TASK DIRECTIONS:
Which lines of the data hold the word "manager"? Copy all of them.

---------- RECORD EXCERPTS

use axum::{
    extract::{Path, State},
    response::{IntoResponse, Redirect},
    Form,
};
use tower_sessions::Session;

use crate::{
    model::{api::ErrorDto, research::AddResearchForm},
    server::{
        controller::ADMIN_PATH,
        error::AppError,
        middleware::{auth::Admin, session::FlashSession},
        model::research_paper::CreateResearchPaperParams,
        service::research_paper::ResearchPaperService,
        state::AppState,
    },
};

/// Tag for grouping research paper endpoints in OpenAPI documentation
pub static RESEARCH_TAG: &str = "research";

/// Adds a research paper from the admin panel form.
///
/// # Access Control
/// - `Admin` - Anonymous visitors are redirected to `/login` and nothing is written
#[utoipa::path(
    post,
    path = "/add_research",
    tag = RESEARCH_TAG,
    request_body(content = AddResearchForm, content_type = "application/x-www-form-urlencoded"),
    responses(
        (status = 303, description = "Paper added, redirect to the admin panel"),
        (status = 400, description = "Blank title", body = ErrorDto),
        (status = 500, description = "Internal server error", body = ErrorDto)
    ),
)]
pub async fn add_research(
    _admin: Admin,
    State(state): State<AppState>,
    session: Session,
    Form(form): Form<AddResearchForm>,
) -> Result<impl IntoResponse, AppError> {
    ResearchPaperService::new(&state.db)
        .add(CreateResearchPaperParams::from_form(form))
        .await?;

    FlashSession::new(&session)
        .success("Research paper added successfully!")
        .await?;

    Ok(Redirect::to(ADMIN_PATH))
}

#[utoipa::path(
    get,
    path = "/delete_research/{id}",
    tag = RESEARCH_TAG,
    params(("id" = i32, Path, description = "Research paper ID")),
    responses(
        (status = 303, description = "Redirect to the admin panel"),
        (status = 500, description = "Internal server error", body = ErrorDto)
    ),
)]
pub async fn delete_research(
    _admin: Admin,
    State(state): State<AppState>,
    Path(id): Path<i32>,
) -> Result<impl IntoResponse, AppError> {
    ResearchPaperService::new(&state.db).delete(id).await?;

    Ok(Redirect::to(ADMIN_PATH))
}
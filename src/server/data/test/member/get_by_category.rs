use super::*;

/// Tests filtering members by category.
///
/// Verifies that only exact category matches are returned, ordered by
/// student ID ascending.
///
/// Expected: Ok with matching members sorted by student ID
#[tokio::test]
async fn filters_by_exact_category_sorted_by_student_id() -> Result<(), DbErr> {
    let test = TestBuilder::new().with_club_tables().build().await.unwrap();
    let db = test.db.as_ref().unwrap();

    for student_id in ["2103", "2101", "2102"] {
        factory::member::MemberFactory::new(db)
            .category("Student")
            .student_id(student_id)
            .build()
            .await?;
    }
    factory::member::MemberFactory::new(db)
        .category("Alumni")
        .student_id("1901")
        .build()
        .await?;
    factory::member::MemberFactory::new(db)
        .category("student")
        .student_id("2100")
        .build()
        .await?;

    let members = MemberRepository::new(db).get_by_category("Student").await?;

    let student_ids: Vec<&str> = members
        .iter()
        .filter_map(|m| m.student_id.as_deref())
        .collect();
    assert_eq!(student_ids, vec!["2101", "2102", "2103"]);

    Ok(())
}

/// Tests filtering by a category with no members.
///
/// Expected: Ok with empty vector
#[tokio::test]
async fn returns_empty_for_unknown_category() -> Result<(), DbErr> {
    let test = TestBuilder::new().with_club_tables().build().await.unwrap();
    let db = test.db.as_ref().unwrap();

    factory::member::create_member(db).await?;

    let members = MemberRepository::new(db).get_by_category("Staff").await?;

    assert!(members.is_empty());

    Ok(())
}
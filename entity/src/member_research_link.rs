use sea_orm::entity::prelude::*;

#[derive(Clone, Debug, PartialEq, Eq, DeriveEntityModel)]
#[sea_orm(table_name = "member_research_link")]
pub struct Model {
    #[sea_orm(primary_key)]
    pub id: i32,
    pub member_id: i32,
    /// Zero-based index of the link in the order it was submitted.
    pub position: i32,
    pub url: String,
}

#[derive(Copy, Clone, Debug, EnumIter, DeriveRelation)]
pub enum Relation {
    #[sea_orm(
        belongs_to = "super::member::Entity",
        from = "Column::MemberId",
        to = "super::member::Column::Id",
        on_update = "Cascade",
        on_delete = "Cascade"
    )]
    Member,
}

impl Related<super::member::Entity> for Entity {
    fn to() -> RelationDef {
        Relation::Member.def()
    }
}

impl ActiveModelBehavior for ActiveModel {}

--------------------
---------- RECORD EXCERPTS

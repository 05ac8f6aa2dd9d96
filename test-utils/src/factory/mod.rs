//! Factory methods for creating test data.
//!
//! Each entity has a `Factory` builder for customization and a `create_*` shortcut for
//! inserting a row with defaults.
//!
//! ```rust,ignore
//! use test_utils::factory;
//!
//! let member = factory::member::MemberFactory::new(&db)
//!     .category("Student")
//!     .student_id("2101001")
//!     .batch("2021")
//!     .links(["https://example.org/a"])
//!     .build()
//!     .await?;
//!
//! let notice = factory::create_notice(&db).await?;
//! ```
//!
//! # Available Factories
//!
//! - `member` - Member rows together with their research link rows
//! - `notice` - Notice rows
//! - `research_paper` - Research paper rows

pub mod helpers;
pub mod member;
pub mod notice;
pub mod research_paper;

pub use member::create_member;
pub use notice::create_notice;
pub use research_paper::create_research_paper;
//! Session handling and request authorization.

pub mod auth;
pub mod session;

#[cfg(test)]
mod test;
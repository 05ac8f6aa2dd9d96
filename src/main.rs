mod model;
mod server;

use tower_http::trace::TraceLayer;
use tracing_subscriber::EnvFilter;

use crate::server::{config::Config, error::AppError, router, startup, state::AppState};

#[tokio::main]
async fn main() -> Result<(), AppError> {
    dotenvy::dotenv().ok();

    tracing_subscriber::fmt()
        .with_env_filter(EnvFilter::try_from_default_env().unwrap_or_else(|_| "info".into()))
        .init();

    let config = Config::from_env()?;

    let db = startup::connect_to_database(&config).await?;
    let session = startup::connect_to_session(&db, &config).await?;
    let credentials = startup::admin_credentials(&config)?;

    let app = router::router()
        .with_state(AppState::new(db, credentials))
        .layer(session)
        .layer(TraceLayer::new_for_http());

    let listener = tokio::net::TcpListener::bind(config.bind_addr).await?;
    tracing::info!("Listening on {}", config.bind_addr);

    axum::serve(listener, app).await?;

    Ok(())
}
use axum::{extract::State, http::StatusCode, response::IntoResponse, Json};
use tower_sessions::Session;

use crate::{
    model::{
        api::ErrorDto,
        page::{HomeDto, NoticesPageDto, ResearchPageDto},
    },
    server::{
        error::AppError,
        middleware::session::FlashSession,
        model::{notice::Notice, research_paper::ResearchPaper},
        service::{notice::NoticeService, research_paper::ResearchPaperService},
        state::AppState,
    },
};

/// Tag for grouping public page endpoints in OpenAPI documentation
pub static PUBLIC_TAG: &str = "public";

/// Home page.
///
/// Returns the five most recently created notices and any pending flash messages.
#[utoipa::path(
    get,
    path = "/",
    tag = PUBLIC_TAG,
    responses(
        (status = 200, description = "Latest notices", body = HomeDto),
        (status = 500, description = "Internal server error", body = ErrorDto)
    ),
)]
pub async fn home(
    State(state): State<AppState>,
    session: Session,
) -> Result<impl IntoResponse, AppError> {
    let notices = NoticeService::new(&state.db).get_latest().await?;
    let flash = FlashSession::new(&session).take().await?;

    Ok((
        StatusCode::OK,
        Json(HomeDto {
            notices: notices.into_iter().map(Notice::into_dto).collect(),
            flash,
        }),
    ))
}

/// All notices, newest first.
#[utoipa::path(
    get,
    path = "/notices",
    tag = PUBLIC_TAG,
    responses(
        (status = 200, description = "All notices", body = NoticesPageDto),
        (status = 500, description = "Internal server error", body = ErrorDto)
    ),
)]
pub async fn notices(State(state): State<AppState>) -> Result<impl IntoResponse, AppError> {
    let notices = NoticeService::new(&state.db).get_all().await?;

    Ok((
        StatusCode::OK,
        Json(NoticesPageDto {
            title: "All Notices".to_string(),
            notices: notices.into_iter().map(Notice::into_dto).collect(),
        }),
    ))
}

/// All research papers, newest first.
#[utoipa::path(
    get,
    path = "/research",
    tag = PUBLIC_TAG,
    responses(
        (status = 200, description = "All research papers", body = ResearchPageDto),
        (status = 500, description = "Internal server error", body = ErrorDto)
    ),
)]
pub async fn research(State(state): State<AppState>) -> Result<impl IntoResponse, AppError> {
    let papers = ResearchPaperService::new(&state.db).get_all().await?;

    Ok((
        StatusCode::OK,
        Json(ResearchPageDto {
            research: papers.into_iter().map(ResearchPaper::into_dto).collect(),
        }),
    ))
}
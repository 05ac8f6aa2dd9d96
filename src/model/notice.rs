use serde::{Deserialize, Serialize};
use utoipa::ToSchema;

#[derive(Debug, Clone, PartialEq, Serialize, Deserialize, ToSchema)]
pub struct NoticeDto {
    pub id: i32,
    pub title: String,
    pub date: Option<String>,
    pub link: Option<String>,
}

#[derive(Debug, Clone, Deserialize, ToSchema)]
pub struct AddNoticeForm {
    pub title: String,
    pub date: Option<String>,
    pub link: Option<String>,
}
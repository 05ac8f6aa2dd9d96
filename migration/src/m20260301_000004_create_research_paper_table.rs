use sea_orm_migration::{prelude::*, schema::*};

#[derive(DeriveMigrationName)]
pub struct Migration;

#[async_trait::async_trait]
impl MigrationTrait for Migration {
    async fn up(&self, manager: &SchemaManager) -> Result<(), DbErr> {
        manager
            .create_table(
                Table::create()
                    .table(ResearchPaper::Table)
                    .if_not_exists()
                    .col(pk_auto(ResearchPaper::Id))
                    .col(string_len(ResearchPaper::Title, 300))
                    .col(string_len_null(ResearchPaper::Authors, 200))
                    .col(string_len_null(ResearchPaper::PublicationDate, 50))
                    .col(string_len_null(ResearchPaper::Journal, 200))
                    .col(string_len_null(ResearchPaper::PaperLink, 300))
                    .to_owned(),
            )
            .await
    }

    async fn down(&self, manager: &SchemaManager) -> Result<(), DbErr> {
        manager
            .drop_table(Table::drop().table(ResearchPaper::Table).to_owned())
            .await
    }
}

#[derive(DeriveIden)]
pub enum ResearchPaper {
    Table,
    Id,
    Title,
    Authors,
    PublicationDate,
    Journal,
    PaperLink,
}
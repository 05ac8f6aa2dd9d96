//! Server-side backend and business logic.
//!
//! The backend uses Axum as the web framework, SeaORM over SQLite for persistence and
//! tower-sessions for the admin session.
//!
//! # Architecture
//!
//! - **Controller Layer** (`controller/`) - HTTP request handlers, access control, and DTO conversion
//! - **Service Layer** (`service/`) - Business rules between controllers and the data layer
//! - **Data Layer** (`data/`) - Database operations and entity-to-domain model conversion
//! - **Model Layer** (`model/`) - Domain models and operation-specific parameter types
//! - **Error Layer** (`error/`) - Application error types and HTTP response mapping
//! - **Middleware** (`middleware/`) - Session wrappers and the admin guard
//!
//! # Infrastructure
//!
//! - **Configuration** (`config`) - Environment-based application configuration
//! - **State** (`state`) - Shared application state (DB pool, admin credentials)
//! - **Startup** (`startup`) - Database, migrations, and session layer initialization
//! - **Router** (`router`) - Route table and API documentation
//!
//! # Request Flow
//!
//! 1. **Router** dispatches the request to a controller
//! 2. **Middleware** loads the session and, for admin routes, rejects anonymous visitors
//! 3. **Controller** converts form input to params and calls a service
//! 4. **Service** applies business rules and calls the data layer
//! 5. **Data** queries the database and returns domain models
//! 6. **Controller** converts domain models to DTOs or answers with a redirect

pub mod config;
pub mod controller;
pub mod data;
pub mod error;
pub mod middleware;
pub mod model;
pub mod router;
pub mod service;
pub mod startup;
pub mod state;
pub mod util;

--------------------
---------- RECORD EXCERPTS

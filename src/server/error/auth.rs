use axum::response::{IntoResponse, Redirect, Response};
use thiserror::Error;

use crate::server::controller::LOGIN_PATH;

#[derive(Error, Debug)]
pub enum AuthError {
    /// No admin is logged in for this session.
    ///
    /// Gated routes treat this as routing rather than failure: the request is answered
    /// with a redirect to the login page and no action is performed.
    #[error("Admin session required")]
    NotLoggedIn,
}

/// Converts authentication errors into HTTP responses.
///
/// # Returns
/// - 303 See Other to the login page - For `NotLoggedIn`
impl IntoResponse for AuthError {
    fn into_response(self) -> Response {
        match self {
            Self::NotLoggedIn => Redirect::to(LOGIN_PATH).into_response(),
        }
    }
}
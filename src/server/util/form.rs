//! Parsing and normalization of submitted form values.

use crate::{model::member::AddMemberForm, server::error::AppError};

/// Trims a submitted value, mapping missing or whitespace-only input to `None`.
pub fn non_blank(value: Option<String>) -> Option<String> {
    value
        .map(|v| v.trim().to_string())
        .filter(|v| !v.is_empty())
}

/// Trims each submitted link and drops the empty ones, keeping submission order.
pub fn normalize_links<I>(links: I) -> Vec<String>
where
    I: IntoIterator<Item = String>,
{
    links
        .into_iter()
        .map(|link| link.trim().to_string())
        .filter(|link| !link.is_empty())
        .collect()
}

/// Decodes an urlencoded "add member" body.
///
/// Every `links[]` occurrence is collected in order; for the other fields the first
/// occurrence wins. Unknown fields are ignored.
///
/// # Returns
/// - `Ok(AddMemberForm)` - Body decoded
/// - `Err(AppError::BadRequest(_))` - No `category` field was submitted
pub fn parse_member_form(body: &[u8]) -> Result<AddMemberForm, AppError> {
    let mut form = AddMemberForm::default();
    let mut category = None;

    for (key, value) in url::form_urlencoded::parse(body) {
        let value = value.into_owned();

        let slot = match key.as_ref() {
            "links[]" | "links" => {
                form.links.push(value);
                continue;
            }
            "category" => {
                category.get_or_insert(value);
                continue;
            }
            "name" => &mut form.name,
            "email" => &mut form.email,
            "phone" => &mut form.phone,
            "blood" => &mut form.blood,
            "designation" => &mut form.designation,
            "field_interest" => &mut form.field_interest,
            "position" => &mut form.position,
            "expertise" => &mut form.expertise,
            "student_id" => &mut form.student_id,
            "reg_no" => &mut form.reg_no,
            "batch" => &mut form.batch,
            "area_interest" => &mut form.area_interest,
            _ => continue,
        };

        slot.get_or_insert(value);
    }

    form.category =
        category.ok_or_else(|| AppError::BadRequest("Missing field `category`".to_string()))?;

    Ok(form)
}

--------------------

EXPECTED ANSWER:
    async fn up(&self, manager: &SchemaManager) -> Result<(), DbErr> {
        manager
    async fn down(&self, manager: &SchemaManager) -> Result<(), DbErr> {
        manager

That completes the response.